(Stored data)
************
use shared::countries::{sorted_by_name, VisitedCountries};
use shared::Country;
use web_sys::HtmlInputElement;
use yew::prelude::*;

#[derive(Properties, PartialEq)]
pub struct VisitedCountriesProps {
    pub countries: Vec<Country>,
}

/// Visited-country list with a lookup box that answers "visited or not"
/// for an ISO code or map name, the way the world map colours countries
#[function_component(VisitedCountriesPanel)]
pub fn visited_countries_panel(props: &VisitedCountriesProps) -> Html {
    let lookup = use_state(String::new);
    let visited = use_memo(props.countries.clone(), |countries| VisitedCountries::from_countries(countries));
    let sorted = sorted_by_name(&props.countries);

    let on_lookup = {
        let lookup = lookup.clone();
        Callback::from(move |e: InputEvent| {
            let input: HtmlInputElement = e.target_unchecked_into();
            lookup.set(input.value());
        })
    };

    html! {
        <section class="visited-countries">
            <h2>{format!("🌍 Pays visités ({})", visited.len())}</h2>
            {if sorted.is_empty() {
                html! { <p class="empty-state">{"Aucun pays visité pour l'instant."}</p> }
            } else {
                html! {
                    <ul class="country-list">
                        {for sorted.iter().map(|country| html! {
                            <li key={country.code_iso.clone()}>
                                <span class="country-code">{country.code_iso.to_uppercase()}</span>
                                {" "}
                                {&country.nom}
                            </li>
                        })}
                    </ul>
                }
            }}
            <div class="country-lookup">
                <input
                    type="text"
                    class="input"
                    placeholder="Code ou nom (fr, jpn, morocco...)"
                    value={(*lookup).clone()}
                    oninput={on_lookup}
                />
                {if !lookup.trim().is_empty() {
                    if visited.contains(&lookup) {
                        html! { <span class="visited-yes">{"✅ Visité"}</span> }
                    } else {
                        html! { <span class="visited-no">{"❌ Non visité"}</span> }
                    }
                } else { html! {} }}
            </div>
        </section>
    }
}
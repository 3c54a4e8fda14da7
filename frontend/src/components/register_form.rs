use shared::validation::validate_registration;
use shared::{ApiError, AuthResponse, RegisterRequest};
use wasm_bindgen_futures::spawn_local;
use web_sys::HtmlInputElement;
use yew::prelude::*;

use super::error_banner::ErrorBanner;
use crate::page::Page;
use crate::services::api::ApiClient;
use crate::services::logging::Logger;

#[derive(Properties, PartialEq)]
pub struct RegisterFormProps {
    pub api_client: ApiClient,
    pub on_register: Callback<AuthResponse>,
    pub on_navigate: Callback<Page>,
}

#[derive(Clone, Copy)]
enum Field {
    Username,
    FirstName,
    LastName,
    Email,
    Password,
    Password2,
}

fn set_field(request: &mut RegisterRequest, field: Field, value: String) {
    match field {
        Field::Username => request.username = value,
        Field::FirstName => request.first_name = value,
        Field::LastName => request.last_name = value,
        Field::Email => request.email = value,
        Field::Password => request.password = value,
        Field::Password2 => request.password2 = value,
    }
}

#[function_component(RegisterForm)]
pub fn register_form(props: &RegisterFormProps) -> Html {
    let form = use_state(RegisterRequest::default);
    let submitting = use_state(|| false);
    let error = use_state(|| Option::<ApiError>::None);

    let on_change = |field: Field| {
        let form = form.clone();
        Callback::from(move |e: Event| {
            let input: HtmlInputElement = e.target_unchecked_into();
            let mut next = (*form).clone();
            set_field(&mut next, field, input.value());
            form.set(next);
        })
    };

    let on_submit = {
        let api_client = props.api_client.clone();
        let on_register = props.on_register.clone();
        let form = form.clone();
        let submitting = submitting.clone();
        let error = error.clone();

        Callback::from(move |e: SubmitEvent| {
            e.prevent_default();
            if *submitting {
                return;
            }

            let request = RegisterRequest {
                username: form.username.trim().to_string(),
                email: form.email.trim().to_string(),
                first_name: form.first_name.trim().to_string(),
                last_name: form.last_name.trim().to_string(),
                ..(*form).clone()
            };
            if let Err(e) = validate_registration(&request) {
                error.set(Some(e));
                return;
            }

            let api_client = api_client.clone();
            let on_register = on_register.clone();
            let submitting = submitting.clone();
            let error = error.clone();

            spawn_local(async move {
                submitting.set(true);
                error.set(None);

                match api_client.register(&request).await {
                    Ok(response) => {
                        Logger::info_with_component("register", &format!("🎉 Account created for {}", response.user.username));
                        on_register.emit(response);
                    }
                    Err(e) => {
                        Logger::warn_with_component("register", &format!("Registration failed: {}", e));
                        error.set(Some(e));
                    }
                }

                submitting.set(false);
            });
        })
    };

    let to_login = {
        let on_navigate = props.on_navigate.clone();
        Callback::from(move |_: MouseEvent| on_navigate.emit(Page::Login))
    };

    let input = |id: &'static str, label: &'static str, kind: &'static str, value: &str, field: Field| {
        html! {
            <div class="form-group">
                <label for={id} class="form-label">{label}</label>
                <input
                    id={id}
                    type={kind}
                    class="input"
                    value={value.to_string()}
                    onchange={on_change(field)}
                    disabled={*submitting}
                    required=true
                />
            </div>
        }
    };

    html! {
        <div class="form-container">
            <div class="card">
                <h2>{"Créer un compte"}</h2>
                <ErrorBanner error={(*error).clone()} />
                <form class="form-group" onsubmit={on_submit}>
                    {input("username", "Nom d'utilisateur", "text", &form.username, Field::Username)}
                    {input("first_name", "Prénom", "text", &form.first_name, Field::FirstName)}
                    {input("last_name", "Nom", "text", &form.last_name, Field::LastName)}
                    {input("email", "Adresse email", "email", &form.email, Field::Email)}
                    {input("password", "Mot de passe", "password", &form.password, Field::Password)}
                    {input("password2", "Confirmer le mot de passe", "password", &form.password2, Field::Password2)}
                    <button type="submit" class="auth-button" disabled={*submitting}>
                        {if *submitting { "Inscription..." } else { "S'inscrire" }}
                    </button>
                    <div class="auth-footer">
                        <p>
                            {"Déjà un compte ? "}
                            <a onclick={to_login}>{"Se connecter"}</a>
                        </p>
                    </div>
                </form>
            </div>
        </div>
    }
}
************
# Task directions
Within the records, how many lines carry the word "next"? Reply with the figure alone.

# Task output
3